## HOW TO COMPLETE THIS TASK
Set down all of the lines below exactly as they are given.

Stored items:
>>>

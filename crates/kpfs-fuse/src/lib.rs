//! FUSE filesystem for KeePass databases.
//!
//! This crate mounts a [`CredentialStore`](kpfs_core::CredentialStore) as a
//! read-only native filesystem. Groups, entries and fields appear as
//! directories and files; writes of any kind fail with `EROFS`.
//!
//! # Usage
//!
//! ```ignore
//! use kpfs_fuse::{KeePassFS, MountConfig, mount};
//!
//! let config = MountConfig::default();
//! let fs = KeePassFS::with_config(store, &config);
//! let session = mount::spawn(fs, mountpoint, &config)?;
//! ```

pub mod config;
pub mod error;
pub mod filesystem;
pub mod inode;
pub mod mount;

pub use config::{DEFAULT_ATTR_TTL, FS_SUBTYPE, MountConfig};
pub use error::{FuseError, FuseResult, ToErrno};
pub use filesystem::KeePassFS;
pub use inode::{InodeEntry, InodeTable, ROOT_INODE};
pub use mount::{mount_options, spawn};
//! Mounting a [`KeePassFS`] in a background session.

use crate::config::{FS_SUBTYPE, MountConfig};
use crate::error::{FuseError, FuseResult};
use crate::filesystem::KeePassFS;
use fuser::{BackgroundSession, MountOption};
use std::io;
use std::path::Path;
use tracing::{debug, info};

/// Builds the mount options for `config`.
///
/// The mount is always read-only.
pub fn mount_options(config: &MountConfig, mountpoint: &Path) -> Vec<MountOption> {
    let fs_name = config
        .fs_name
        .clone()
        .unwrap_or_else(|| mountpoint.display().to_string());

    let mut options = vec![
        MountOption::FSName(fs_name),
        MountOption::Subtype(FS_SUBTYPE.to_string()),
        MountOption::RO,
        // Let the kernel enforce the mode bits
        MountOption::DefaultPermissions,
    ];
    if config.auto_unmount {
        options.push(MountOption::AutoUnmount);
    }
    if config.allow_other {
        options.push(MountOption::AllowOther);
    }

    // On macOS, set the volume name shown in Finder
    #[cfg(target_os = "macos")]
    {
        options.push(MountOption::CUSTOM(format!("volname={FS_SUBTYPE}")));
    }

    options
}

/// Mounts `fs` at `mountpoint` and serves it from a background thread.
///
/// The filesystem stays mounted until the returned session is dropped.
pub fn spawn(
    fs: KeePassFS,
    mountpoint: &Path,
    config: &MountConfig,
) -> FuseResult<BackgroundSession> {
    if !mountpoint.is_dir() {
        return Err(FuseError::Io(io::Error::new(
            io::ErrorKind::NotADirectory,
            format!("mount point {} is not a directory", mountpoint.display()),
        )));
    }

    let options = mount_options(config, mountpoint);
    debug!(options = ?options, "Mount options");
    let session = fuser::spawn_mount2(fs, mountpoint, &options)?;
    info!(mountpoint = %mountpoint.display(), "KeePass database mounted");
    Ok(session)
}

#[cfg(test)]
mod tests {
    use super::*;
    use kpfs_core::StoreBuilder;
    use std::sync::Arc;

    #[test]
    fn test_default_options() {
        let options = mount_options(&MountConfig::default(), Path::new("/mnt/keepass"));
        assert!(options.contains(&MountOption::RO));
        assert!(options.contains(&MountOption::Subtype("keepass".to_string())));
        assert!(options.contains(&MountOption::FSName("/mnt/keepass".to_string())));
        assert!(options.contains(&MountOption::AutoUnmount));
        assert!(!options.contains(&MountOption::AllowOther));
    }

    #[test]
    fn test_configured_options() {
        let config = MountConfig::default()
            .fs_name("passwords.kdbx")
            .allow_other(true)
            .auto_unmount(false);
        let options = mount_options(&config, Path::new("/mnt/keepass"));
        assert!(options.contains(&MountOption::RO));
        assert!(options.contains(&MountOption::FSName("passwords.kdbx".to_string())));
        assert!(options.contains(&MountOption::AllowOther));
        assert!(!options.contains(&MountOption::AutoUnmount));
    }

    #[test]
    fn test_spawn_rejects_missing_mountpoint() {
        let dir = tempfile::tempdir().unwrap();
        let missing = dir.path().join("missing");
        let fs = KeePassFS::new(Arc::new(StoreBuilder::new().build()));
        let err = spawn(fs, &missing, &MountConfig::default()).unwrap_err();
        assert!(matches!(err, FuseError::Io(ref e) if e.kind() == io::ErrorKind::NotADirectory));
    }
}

<<<

## PROBLEM SOLUTION
filename crates/kpfs-fuse/src/lib.rs
//! FUSE filesystem for KeePass databases.
//!
//! This crate mounts a [`CredentialStore`](kpfs_core::CredentialStore) as a
//! read-only native filesystem. Groups, entries and fields appear as
//! directories and files; writes of any kind fail with `EROFS`.
//!
//! # Usage
//!
//! ```ignore
//! use kpfs_fuse::{KeePassFS, MountConfig, mount};
//!
//! let config = MountConfig::default();
//! let fs = KeePassFS::with_config(store, &config);
//! let session = mount::spawn(fs, mountpoint, &config)?;
//! ```

pub mod config;
pub mod error;
pub mod filesystem;
pub mod inode;
pub mod mount;

pub use config::{DEFAULT_ATTR_TTL, FS_SUBTYPE, MountConfig};
pub use error::{FuseError, FuseResult, ToErrno};
pub use filesystem::KeePassFS;
pub use inode::{InodeEntry, InodeTable, ROOT_INODE};
pub use mount::{mount_options, spawn};
//! Mounting a [`KeePassFS`] in a background session.

use crate::config::{FS_SUBTYPE, MountConfig};
use crate::error::{FuseError, FuseResult};
use crate::filesystem::KeePassFS;
use fuser::{BackgroundSession, MountOption};
use std::io;
use std::path::Path;
use tracing::{debug, info};

/// Builds the mount options for `config`.
///
/// The mount is always read-only.
pub fn mount_options(config: &MountConfig, mountpoint: &Path) -> Vec<MountOption> {
    let fs_name = config
        .fs_name
        .clone()
        .unwrap_or_else(|| mountpoint.display().to_string());

    let mut options = vec![
        MountOption::FSName(fs_name),
        MountOption::Subtype(FS_SUBTYPE.to_string()),
        MountOption::RO,
        // Let the kernel enforce the mode bits
        MountOption::DefaultPermissions,
    ];
    if config.auto_unmount {
        options.push(MountOption::AutoUnmount);
    }
    if config.allow_other {
        options.push(MountOption::AllowOther);
    }

    // On macOS, set the volume name shown in Finder
    #[cfg(target_os = "macos")]
    {
        options.push(MountOption::CUSTOM(format!("volname={FS_SUBTYPE}")));
    }

    options
}

/// Mounts `fs` at `mountpoint` and serves it from a background thread.
///
/// The filesystem stays mounted until the returned session is dropped.
pub fn spawn(
    fs: KeePassFS,
    mountpoint: &Path,
    config: &MountConfig,
) -> FuseResult<BackgroundSession> {
    if !mountpoint.is_dir() {
        return Err(FuseError::Io(io::Error::new(
            io::ErrorKind::NotADirectory,
            format!("mount point {} is not a directory", mountpoint.display()),
        )));
    }

    let options = mount_options(config, mountpoint);
    debug!(options = ?options, "Mount options");
    let session = fuser::spawn_mount2(fs, mountpoint, &options)?;
    info!(mountpoint = %mountpoint.display(), "KeePass database mounted");
    Ok(session)
}

#[cfg(test)]
mod tests {
    use super::*;
    use kpfs_core::StoreBuilder;
    use std::sync::Arc;

    #[test]
    fn test_default_options() {
        let options = mount_options(&MountConfig::default(), Path::new("/mnt/keepass"));
        assert!(options.contains(&MountOption::RO));
        assert!(options.contains(&MountOption::Subtype("keepass".to_string())));
        assert!(options.contains(&MountOption::FSName("/mnt/keepass".to_string())));
        assert!(options.contains(&MountOption::AutoUnmount));
        assert!(!options.contains(&MountOption::AllowOther));
    }

    #[test]
    fn test_configured_options() {
        let config = MountConfig::default()
            .fs_name("passwords.kdbx")
            .allow_other(true)
            .auto_unmount(false);
        let options = mount_options(&config, Path::new("/mnt/keepass"));
        assert!(options.contains(&MountOption::RO));
        assert!(options.contains(&MountOption::FSName("passwords.kdbx".to_string())));
        assert!(options.contains(&MountOption::AllowOther));
        assert!(!options.contains(&MountOption::AutoUnmount));
    }

    #[test]
    fn test_spawn_rejects_missing_mountpoint() {
        let dir = tempfile::tempdir().unwrap();
        let missing = dir.path().join("missing");
        let fs = KeePassFS::new(Arc::new(StoreBuilder::new().build()));
        let err = spawn(fs, &missing, &MountConfig::default()).unwrap_err();
        assert!(matches!(err, FuseError::Io(ref e) if e.kind() == io::ErrorKind::NotADirectory));
    }
}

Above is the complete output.